Personal Performance & Well-Being

Reduce collaborative overload, microstresses, and reinvest newfound time in things that matter

People can gain back 18-24% of collaborative time by making just 3 or 4 small shifts.

Collaboration is essential. But without knowing how to do it effectively, collaboration is hurting employee
performance and well-being.

Through quantitative research in more than 300 organizations and more than 500 in-depth interviews in the past decade, we have gained a very detailed understanding of the networks of high-performing men and women. We identified people at all levels and roles who create enormous impact while, amazingly, spending the least amount of time on collaborative tasks. They produce innovative solutions, execute work efficiently and thrive in their careers.

What are these successful people doing that the rest of us are missing? Our research identified six strategies needed to buy back time and re-invest wisely. Taken together, these practices create reinforcing patterns of performance and well-being.
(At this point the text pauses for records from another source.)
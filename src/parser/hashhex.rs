//! Hex-encoded hash parser.
//!
//! Classifies by length only; this is a heuristic label, not verification.

use super::IdParser;
use crate::error::IdError;
use crate::model::IdInfo;

/// Hex length to probable algorithm.
const KNOWN_LENGTHS: &[(usize, &str)] = &[
    (32, "MD5"),
    (40, "SHA-1"),
    (56, "SHA-224"),
    (64, "SHA-256"),
    (96, "SHA-384"),
    (128, "SHA-512"),
];

pub struct HashHexParser;

impl IdParser for HashHexParser {
    fn name(&self) -> &'static str {
        "HashHex"
    }

    fn can_parse(&self, input: &str) -> bool {
        input.len() >= 8
            && input.len() % 2 == 0
            && input.chars().all(|c| c.is_ascii_hexdigit())
    }

    fn parse(&self, input: &str) -> Result<IdInfo, IdError> {
        if !self.can_parse(input) {
            return Err(IdError::decode("invalid hex string"));
        }
        let lower = input.to_lowercase();
        let bytes: Vec<u8> = (0..lower.len())
            .step_by(2)
            .map(|i| u8::from_str_radix(&lower[i..i + 2], 16))
            .collect::<Result<_, _>>()
            .map_err(|e| IdError::decode(e.to_string()))?;

        let known = KNOWN_LENGTHS
            .iter()
            .find(|(len, _)| *len == lower.len())
            .map(|(_, name)| *name);
        let hash_type = known
            .map(str::to_string)
            .unwrap_or_else(|| format!("Hash ({} bits)", bytes.len() * 8));

        let mut info = IdInfo::new(
            format!("Hex-encoded {hash_type}"),
            lower.to_uppercase(),
            bytes.len() * 8,
        )
        .with_entropy((bytes.len() * 8) as u32)
        .with_bytes(bytes.clone())
        .with_extra("encoding", "hexadecimal")
        .with_extra("byte_length", bytes.len().to_string())
        .with_extra("deterministic", "depends on hash function");

        if let Some(algo) = known {
            info = info.with_extra("probable_algorithm", algo);
            let (strength, recommended) = match algo {
                "MD5" => ("broken (collisions found)", "checksums only"),
                "SHA-1" => ("weak (collisions found)", "deprecated for security"),
                "SHA-224" | "SHA-256" => ("strong", "cryptographic applications"),
                _ => ("very strong", "high-security applications"),
            };
            info = info
                .with_extra("cryptographic_strength", strength)
                .with_extra("recommended_use", recommended);
        }
        Ok(info)
    }

    fn generate(&self) -> Result<String, IdError> {
        // Deterministic demo pattern, not a real digest
        let bytes: Vec<u8> = (0..32u32).map(|i| (i * 7 % 256) as u8).collect();
        Ok(crate::model::hex_string(&bytes))
    }
}

#[cfg(test)]
mod tests {
    use super::*;

    #[test]
    fn classifies_sha256_by_length() {
        let p = HashHexParser;
        let input = "e3b0c44298fc1c149afbf4c8996fb92427ae41e4649b934ca495991b7852b855";
        assert!(p.can_parse(input));
        let info = p.parse(input).unwrap();
        assert_eq!(info.format_name, "Hex-encoded SHA-256");
        assert_eq!(info.size_bits, 256);
        assert_eq!(info.extra_attributes["probable_algorithm"], "SHA-256");
    }

    #[test]
    fn unknown_lengths_get_generic_label() {
        let p = HashHexParser;
        let info = p.parse(&"ab".repeat(9)).unwrap();
        assert_eq!(info.format_name, "Hex-encoded Hash (72 bits)");
        assert!(!info.extra_attributes.contains_key("probable_algorithm"));
    }

    #[test]
    fn rejects_odd_and_short_input() {
        let p = HashHexParser;
        assert!(!p.can_parse("abcdef1")); // too short
        assert!(!p.can_parse("abcdef123")); // odd length
        assert!(!p.can_parse("xyzxyzxy"));
    }

    #[test]
    fn generate_is_deterministic_and_round_trips() {
        let p = HashHexParser;
        let a = p.generate().unwrap();
        assert_eq!(a, p.generate().unwrap());
        assert_eq!(p.parse(&a).unwrap().size_bits, 256);
    }
}
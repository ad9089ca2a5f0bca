//! Unix timestamp parser with unit disambiguation.

use chrono::{DateTime, Datelike, Utc};

use super::IdParser;
use crate::error::IdError;
use crate::model::IdInfo;

pub struct UnixTimeParser;

impl IdParser for UnixTimeParser {
    fn name(&self) -> &'static str {
        "UnixTime"
    }

    fn can_parse(&self, input: &str) -> bool {
        if input == "0" {
            return true;
        }
        (10..=19).contains(&input.len())
            && input.bytes().all(|b| b.is_ascii_digit())
            && input.parse::<u64>().is_ok()
    }

    fn parse(&self, input: &str) -> Result<IdInfo, IdError> {
        if !self.can_parse(input) {
            return Err(IdError::decode("invalid Unix timestamp"));
        }
        let raw: u64 = input.parse().map_err(|_| IdError::decode("not a 64-bit integer"))?;
        // Values above i64::MAX would wrap negative; mask the sign bit so the
        // unit interpretations below still see a usable magnitude
        let value = (raw & 0x7fff_ffff_ffff_ffff) as i64;

        // Try seconds, milliseconds, microseconds, nanoseconds; keep the
        // interpretation landing in [1970, 2100] closest to now. This
        // heuristic is a fixed policy, kept for compatibility.
        let candidates: [(Option<DateTime<Utc>>, &str, &str); 4] = [
            (DateTime::from_timestamp(value, 0), "seconds", "second"),
            (DateTime::from_timestamp_millis(value), "milliseconds", "millisecond"),
            (DateTime::from_timestamp_micros(value), "microseconds", "microsecond"),
            (Some(DateTime::from_timestamp_nanos(value)), "nanoseconds", "nanosecond"),
        ];

        let now = Utc::now().timestamp();
        let mut best: Option<(DateTime<Utc>, &str, &str)> = None;
        let mut min_diff = i64::MAX;
        for (dt, unit, precision) in candidates {
            let Some(dt) = dt else { continue };
            if !(1970..=2100).contains(&dt.year()) {
                continue;
            }
            let diff = (dt.timestamp() - now).abs();
            if diff < min_diff {
                min_diff = diff;
                best = Some((dt, unit, precision));
            }
        }
        // Default to seconds when nothing lands in range; a value chrono
        // cannot represent as a date gets no timestamp at all
        let chosen = best.or_else(|| {
            DateTime::from_timestamp(value, 0).map(|dt| (dt, "seconds", "second"))
        });
        let (unit, precision) = chosen
            .map(|(_, unit, precision)| (unit, precision))
            .unwrap_or(("seconds", "second"));

        let mut info = IdInfo::new(format!("Unix timestamp ({unit})"), input, 64)
            .with_bytes(raw.to_be_bytes().to_vec())
            .with_entropy(0)
            .with_extra("unit", unit)
            .with_extra("precision", precision)
            .with_extra("epoch", "1970-01-01T00:00:00Z")
            .with_extra("deterministic", "true");
        if let Some((dt, _, _)) = chosen {
            info = info.with_timestamp(dt);
        }
        info.integer_value = Some(input.to_string());
        Ok(info)
    }

    fn generate(&self) -> Result<String, IdError> {
        Ok(Utc::now().timestamp().to_string())
    }
}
Six Strategies to Buy Back Time and Re-Invest Wisely

Most people spend 85% of their week in collaborative work. Our research shows more
effective people reduce collaborative overload and regain time by doing three things:

  • Identifying and challenging beliefs that lead us to jump into collaborative work too quickly
  • Imposing structure in our work to shield from unproductive collaboration and
  • Altering behaviors to set norms and create efficiencies in collaborations
Infinity Loop

Freeing up time isn’t the end goal. What people do with the reclaimed time is the differentiator! Invest in
high-impact network connections in three ways:

  • Cultivating and then mobilizing a broad network – not a big one – for innovation and scale
  • Collaborating in ways that energize others – typically a 4x predictor of high performance and
  • Connecting with others in ways that reduce micro-stressors and enhance physical and mental well-being

Renewal strategies include recognizing and managing the small moments of stress that infiltrate both our work and personal lives. Because each individual microstress is so small, it embeds in our minds, accumulating along with scores of other microstresses, invisibly weighting us down and affecting our physical and emotional health. The good news is that these can be managed through simple techniques.

By giving time and energy to high-value collaboration and connections, and managing microstresses, people become less overwhelmed, more effective –and enjoy a sense of well-being in work and life.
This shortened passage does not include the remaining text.